Non saprei fare altro che desse le stesse sensazioni, Roberto. Certo se qualche volta arriva un apprezzamento ne sono contento anche perché penso che con qualcuno ho parlato. E se nasce un dialogo ne sono felice, a volte è accaduto, e le cose di cui parlo sono spesso ciò che vedo e sento, quindi non sempre semplici.

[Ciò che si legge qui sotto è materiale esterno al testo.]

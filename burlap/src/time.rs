//! Time APIs for obtaining the current time and calculating with points in time and durations.
//!
//! These APIs are made for the mesh stack and are not meant to be general-purpose. They have
//! millisecond resolution and use 32-bit arithmetic throughout, which means the underlying counter
//! wraps around after roughly 49 days. All comparisons between instants go through a signed
//! interpretation of the wrapping difference, so deadlines keep working across the wrap as long as
//! two compared instants are less than ~24 days apart.

use core::fmt;
use core::ops::{Add, AddAssign, Sub, SubAssign};

/// A duration with millisecond resolution.
///
/// Overflows in arithmetic will result in a panic, but shouldn't happen since the stack doesn't
/// deal with durations anywhere near the 49-day range of the counter.
#[derive(Copy, Clone, PartialEq, Eq, PartialOrd, Ord, Default)]
pub struct Duration(u32);

impl Duration {
    /// The zero-length duration.
    pub const ZERO: Self = Duration(0);

    /// Creates a [`Duration`] from a number of milliseconds.
    pub const fn from_millis(millis: u32) -> Self {
        Duration(millis)
    }

    /// Creates a [`Duration`] representing a number of seconds.
    pub const fn from_secs(secs: u32) -> Self {
        Duration(secs * 1000)
    }

    /// Returns the number of milliseconds represented by `self`.
    pub const fn as_millis(&self) -> u32 {
        self.0
    }

    /// Returns the number of whole seconds that fit in `self`.
    pub const fn whole_secs(&self) -> u32 {
        self.0 / 1000
    }
}

impl Add for Duration {
    type Output = Self;

    fn add(self, rhs: Self) -> Self {
        Duration(self.0.checked_add(rhs.0).expect("duration overflow"))
    }
}

impl AddAssign for Duration {
    fn add_assign(&mut self, rhs: Self) {
        *self = *self + rhs;
    }
}

impl Sub for Duration {
    type Output = Self;

    fn sub(self, rhs: Self) -> Self {
        Duration(self.0.checked_sub(rhs.0).expect("duration underflow"))
    }
}

impl SubAssign for Duration {
    fn sub_assign(&mut self, rhs: Self) {
        *self = *self - rhs;
    }
}

impl fmt::Display for Duration {
    fn fmt(&self, f: &mut fmt::Formatter<'_>) -> fmt::Result {
        if self.0 >= 1000 {
            let (secs, submilli) = (self.0 / 1000, self.0 % 1000);
            if submilli == 0 {
                write!(f, "{}s", secs)
            } else {
                write!(f, "{}.{:03}s", secs, submilli)
            }
        } else {
            write!(f, "{}ms", self.0)
        }
    }
}

impl fmt::Debug for Duration {
    fn fmt(&self, f: &mut fmt::Formatter<'_>) -> fmt::Result {
        <Self as fmt::Display>::fmt(self, f)
    }
}

/// A point in time, relative to an unspecified epoch.
///
/// This has millisecond resolution and wraps around after ~49 days. Apart from the wraparound, it
/// is monotonic.
///
/// `Instant`s are obtained from an implementation of [`Timer`]. `Instant`s created from different
/// [`Timer`] instances (even when using the same implementation) are not compatible, and mixing
/// them in operations causes unspecified results.
#[derive(Copy, Clone, PartialEq, Eq)]
pub struct Instant(u32);

impl Instant {
    /// Creates an `Instant` from raw milliseconds since an arbitrary implementation-defined
    /// reference point.
    ///
    /// This should only be called from a [`Timer`] implementation.
    pub const fn from_raw_millis(millis: u32) -> Self {
        Instant(millis)
    }

    /// Returns the raw value from which this `Instant` was created.
    ///
    /// This should only be called from a [`Timer`] implementation.
    pub const fn raw_millis(&self) -> u32 {
        self.0
    }

    /// Calculates the duration of time that has passed between `earlier` and `self`.
    ///
    /// The result is computed with wrapping arithmetic; it is correct as long as `earlier` really
    /// does lie in the past of `self` and the two are less than the counter range apart.
    pub fn duration_since(&self, earlier: Instant) -> Duration {
        Duration(self.0.wrapping_sub(earlier.0))
    }

    /// Returns whether `self` lies at or after `other` in time.
    ///
    /// The wrapping difference between the two instants is interpreted as a signed quantity, so
    /// this keeps producing correct answers when the underlying counter wraps around.
    pub fn is_at_or_after(&self, other: Instant) -> bool {
        self.0.wrapping_sub(other.0) as i32 >= 0
    }

    /// Returns whether `self` lies strictly before `other` in time.
    pub fn is_before(&self, other: Instant) -> bool {
        !self.is_at_or_after(other)
    }
}

/// [`Instant`]s can be subtracted, which computes the [`Duration`] between the rhs and lhs using
/// [`Instant::duration_since`].
impl Sub<Instant> for Instant {
    type Output = Duration;

    fn sub(self, rhs: Self) -> Duration {
        self.duration_since(rhs)
    }
}

/// A [`Duration`] can be added to an [`Instant`], moving the [`Instant`] forwards in time.
impl Add<Duration> for Instant {
    type Output = Self;

    fn add(self, d: Duration) -> Self {
        Instant(self.0.wrapping_add(d.as_millis()))
    }
}

impl AddAssign<Duration> for Instant {
    fn add_assign(&mut self, d: Duration) {
        *self = *self + d;
    }
}

/// A [`Duration`] can be subtracted from an [`Instant`], moving the [`Instant`] backwards in time.
impl Sub<Duration> for Instant {
    type Output = Self;

    fn sub(self, d: Duration) -> Self {
        Instant(self.0.wrapping_sub(d.as_millis()))
    }
}

impl SubAssign<Duration> for Instant {
    fn sub_assign(&mut self, d: Duration) {
        *self = *self - d;
    }
}

impl fmt::Display for Instant {
    fn fmt(&self, f: &mut fmt::Formatter<'_>) -> fmt::Result {
        if self.0 >= 1000 {
            write!(f, "{}.{:03}s", self.0 / 1000, self.0 % 1000)
        } else {
            write!(f, "{}ms", self.0)
        }
    }
}

impl fmt::Debug for Instant {
    fn fmt(&self, f: &mut fmt::Formatter<'_>) -> fmt::Result {
        <Self as fmt::Display>::fmt(self, f)
    }
}

/// Trait for time providers.
///
/// The hardware interface has to provide an implementation of `Timer` to the stack. The
/// implementation must have millisecond accuracy.
///
/// This trait can also be implemented by a mock timer for testing.
pub trait Timer {
    /// Obtain the current time as an [`Instant`].
    ///
    /// The [`Instant`]s returned by this function must never move backwards in time, except when
    /// the underlying value wraps around.
    fn now(&self) -> Instant;
}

Fai bene a scrivere quello che pensi. Lo scrivi bene e si sente che sono parole che sono frutto della fatica di pensare con la propria testa.
Grazie Roberto 😊
A volte scrivere o disegnate è un colloquio con chi non c’è
Certo è con noi, in primis…ma vorremmo ci fosse qualcuno con cui liberarci anche delle piccole cose, dei pensieri, considerazioni, riflessioni
A volte, invece capiti ci si chiuda
Continua a scrivere, ti riesce benissimo
È vero Marta, spesso con quello che facciamo ci si rivolge a qualcuno. Anche più di uno perché i nostri pensieri li mettono assieme come si conoscessero. E quando parlo di condivisione di una comprensione che ci sembra particolare o unica, penso a quella o quelle persone che certo esistono e possono capire. Grazie per la tua amicizia Marta ☺️
Condivido molto di quel che che dici .Anche per me scrivere è un aiuto , un sollievo. Mi permette di superare la frustrazione per un lavoro che non amo e porto avanti solo per inerzia e responsabilità verso i miei cari. Solo perché, a 59 anni suonati, hai la sensazione di non poter essere utile a nessuno e allora devi solo accettare di una essere come sei. Però leggere, far parte del mio tempo, scrivere e discutere attraverso il blog è importante. Fondamentale direi. Anch’io non ho molti lettori ma un gruppo di amici sicuramente affezionati che danno, con la loro partecipazione, un senso a quel che scrivo e mi offrono compagnia e amicizia. Se potessi vivere di quel che scrivo sarei felice ma, ormai, preso come sono da tante cose e preoccupazioni ,non ci spero più e non ho manco la forza di provarci. Mi accontento allora del blog che, comunque, è una possibilità meravigliosa per esprimere quel che ognuno di noi ha dentro. Ti seguo sempre con piacere e con interesse e apprezzo quel che scrivi e la sensibilità con la quale ti esprimi. Un caro saluto a te, Fabio.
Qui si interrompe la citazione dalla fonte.